CALL FOR PAPERS “SHAKESPEARE SHELTER: UKRAINE” -- THEMATIC VOLUME (curated by Nicoleta Cinpoeş and Imke Lichterfeld)

2024-03-01

CALL FOR PAPERS “SHAKESPEARE SHELTER: UKRAINE” -- thematic volume 

Multicultural Shakespeare: Translation, Appropriation and Performance vol 31 no 45 (2025)

curated by Nicoleta Cinpoeş and Imke Lichterfeld

 We have all taken shelter in Shakespeare and have used his works as a temporary sanctuary and to create networks to achieve change.
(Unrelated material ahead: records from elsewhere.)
//! Line oriented response scanner
//!
//! Accumulates module output into a bounded buffer, detects terminal result lines and extracts
//! structured fields from response lines.
use core::str::FromStr;
use heapless::Vec;

/// Max. number of fields captured by a single pattern
pub const MAX_FIELDS: usize = 8;

/// Placeholder marking a captured field in a pattern
const PLACEHOLDER: &str = "{}";

/// End-of-response marker reported by the module
#[derive(Copy, Clone, Debug, PartialEq, Eq)]
#[cfg_attr(feature = "defmt", derive(defmt::Format))]
pub enum TerminalCode {
    Ok,
    Connect,
    Ring,
    NoCarrier,
    Error,
    NoDialtone,
    Busy,
    NoAnswer,
}

/// Terminal markers in matching order
const TERMINAL_CODES: [(&str, TerminalCode); 8] = [
    ("OK", TerminalCode::Ok),
    ("CONNECT", TerminalCode::Connect),
    ("RING", TerminalCode::Ring),
    ("NO CARRIER", TerminalCode::NoCarrier),
    ("ERROR", TerminalCode::Error),
    ("NO DIALTONE", TerminalCode::NoDialtone),
    ("BUSY", TerminalCode::Busy),
    ("NO ANSWER", TerminalCode::NoAnswer),
];

impl TerminalCode {
    /// Classifies a single response line (without line ending)
    pub fn classify(line: &str) -> Option<Self> {
        TERMINAL_CODES
            .iter()
            .find(|(marker, _)| line == *marker)
            .map(|(_, code)| *code)
    }
}

/// Scanner failures
#[derive(Copy, Clone, Debug, PartialEq, Eq)]
#[cfg_attr(feature = "defmt", derive(defmt::Format))]
pub enum ScanError {
    /// Line buffer was exhausted before a terminal line was received
    BufferOverflow,
}

/// Bounded response buffer with terminal line detection and field extraction
pub struct ResponseScanner<const LEN: usize> {
    buffer: Vec<u8, LEN>,

    /// Start of the line currently being received
    line_start: usize,

    /// Registered structured field pattern
    pattern: Option<&'static str>,

    /// Byte ranges of the captured fields, filled by the first line matching the pattern
    fields: Vec<(usize, usize), MAX_FIELDS>,

    /// True if the pattern has been matched
    matched: bool,
}

impl<const LEN: usize> Default for ResponseScanner<LEN> {
    fn default() -> Self {
        Self::new()
    }
}

impl<const LEN: usize> ResponseScanner<LEN> {
    pub const fn new() -> Self {
        Self {
            buffer: Vec::new(),
            line_start: 0,
            pattern: None,
            fields: Vec::new(),
            matched: false,
        }
    }

    /// Clears the buffer and any registered pattern
    pub fn reset(&mut self) {
        self.buffer.clear();
        self.line_start = 0;
        self.pattern = None;
        self.fields.clear();
        self.matched = false;
    }

    /// Registers a structured field pattern for the next response, e.g. `recv={} sent={}`
    ///
    /// The literal text in front of the first placeholder is matched as line prefix.
    pub fn expect(&mut self, pattern: &'static str) {
        self.pattern = Some(pattern);
        self.fields.clear();
        self.matched = false;
    }

    /// Appends a received byte. Returns the terminal code once a terminal line is complete.
    pub fn feed(&mut self, byte: u8) -> Result<Option<TerminalCode>, ScanError> {
        if self.buffer.push(byte).is_err() {
            return Err(ScanError::BufferOverflow);
        }

        if byte != b'\n' {
            return Ok(None);
        }

        let start = self.line_start;
        let end = trim_line_end(&self.buffer, start, self.buffer.len());
        self.line_start = self.buffer.len();

        let line = match core::str::from_utf8(&self.buffer[start..end]) {
            Ok(line) => line,
            Err(_) => return Ok(None),
        };

        if line.is_empty() {
            return Ok(None);
        }

        if let Some(code) = TerminalCode::classify(line) {
            return Ok(Some(code));
        }

        if !self.matched {
            if let Some(pattern) = self.pattern {
                if let Some(fields) = match_pattern(pattern, line, start) {
                    self.fields = fields;
                    self.matched = true;
                }
            }
        }

        Ok(None)
    }

    /// True if the registered pattern was matched by a response line
    pub fn is_matched(&self) -> bool {
        self.matched
    }

    /// Returns the captured field as string
    pub fn field_str(&self, index: usize) -> Option<&str> {
        let (start, end) = *self.fields.get(index)?;
        core::str::from_utf8(&self.buffer[start..end]).ok().map(str::trim)
    }

    /// Parses the captured field
    pub fn field<T: FromStr>(&self, index: usize) -> Option<T> {
        self.field_str(index)?.parse().ok()
    }

    /// Iterates all complete, non-empty response lines, including terminal lines
    pub fn lines(&self) -> impl Iterator<Item = &str> {
        self.buffer[..self.line_start]
            .split(|byte| *byte == b'\n')
            .filter_map(|line| core::str::from_utf8(line).ok())
            .map(|line| line.trim_end_matches('\r'))
            .filter(|line| !line.is_empty())
    }
}

/// Returns the end index of a line without the trailing CR/LF
fn trim_line_end(buffer: &[u8], start: usize, mut end: usize) -> usize {
    while end > start && matches!(buffer[end - 1], b'\r' | b'\n') {
        end -= 1;
    }
    end
}

/// Matches the line against the pattern and returns the absolute field ranges
fn match_pattern(pattern: &str, line: &str, offset: usize) -> Option<Vec<(usize, usize), MAX_FIELDS>> {
    let mut literals = pattern.split(PLACEHOLDER);
    let prefix = literals.next()?;
    if !line.starts_with(prefix) {
        return None;
    }

    let mut fields = Vec::new();
    let mut position = prefix.len();

    for literal in literals {
        let rest = &line[position..];
        let length = if literal.is_empty() {
            rest.len()
        } else {
            rest.find(literal)?
        };

        fields.push((offset + position, offset + position + length)).ok()?;
        position += length + literal.len();
    }

    Some(fields)
}
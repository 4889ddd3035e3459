//! Abstraction of a physical UART connected to the module
use core::fmt::Debug;

/// Parity setting of a serial port
#[derive(Copy, Clone, Debug, PartialEq, Eq)]
#[cfg_attr(feature = "defmt", derive(defmt::Format))]
pub enum Parity {
    None,
    Even,
    Odd,
}

/// Number of stop bits of a serial port
#[derive(Copy, Clone, Debug, PartialEq, Eq)]
#[cfg_attr(feature = "defmt", derive(defmt::Format))]
pub enum StopBits {
    One,
    Two,
}

/// Line configuration applied to a serial port
#[derive(Copy, Clone, Debug, PartialEq, Eq)]
#[cfg_attr(feature = "defmt", derive(defmt::Format))]
pub struct PortConfig {
    pub baud_rate: u32,
    pub parity: Parity,
    pub stop_bits: StopBits,

    /// Hardware flow control (RTS/CTS)
    pub flow_control: bool,
}

impl PortConfig {
    /// 8N1 configuration with the given baud rate
    pub fn new(baud_rate: u32, flow_control: bool) -> Self {
        Self {
            baud_rate,
            parity: Parity::None,
            stop_bits: StopBits::One,
            flow_control,
        }
    }
}

/// Byte transport over one physical UART
///
/// Methods take `&self`, as a port is shared between the sending and the receiving path. A
/// single-UART setup passes the same port twice, which is supported by the implementation for `&T`.
pub trait SerialPort {
    type Error: Debug;

    /// Starts the transmission of the given bytes. Completion is signaled by [SerialPort::is_transmit_complete]
    fn write(&self, data: &[u8]) -> Result<(), Self::Error>;

    /// True if the last transmission has been completed
    fn is_transmit_complete(&self) -> bool;

    /// Returns the next received byte or [nb::Error::WouldBlock] if nothing is pending
    fn read(&self) -> nb::Result<u8, Self::Error>;

    /// Asserts (true) or deasserts (false) the hardware flow control line, pausing the module's transmission
    fn set_flow_pause(&self, paused: bool);

    /// Applies the given line configuration
    fn configure(&self, config: &PortConfig) -> Result<(), Self::Error>;

    /// Max. number of bytes accepted by a single [SerialPort::write] call
    fn transmit_buffer_size(&self) -> usize;

    /// Drops all pending received bytes and returns the count
    fn discard_input(&self) -> usize {
        let mut count = 0;
        while self.read().is_ok() {
            count += 1;
        }
        count
    }
}

impl<T: SerialPort + ?Sized> SerialPort for &T {
    type Error = T::Error;

    fn write(&self, data: &[u8]) -> Result<(), Self::Error> {
        T::write(self, data)
    }

    fn is_transmit_complete(&self) -> bool {
        T::is_transmit_complete(self)
    }

    fn read(&self) -> nb::Result<u8, Self::Error> {
        T::read(self)
    }

    fn set_flow_pause(&self, paused: bool) {
        T::set_flow_pause(self, paused)
    }

    fn configure(&self, config: &PortConfig) -> Result<(), Self::Error> {
        T::configure(self, config)
    }

    fn transmit_buffer_size(&self) -> usize {
        T::transmit_buffer_size(self)
    }

    fn discard_input(&self) -> usize {
        T::discard_input(self)
    }
}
This could not be more relevant since the escalation of the conflict between Ukraine and Russia and the full-scale invasion of Ukraine in February 2022. This guest issue in Multicultural Shakespeareseeks to offer a Shakespeare Shelter for Ukrainian scholars, translators, and practitioners at a time when their work and very existence remain under threat.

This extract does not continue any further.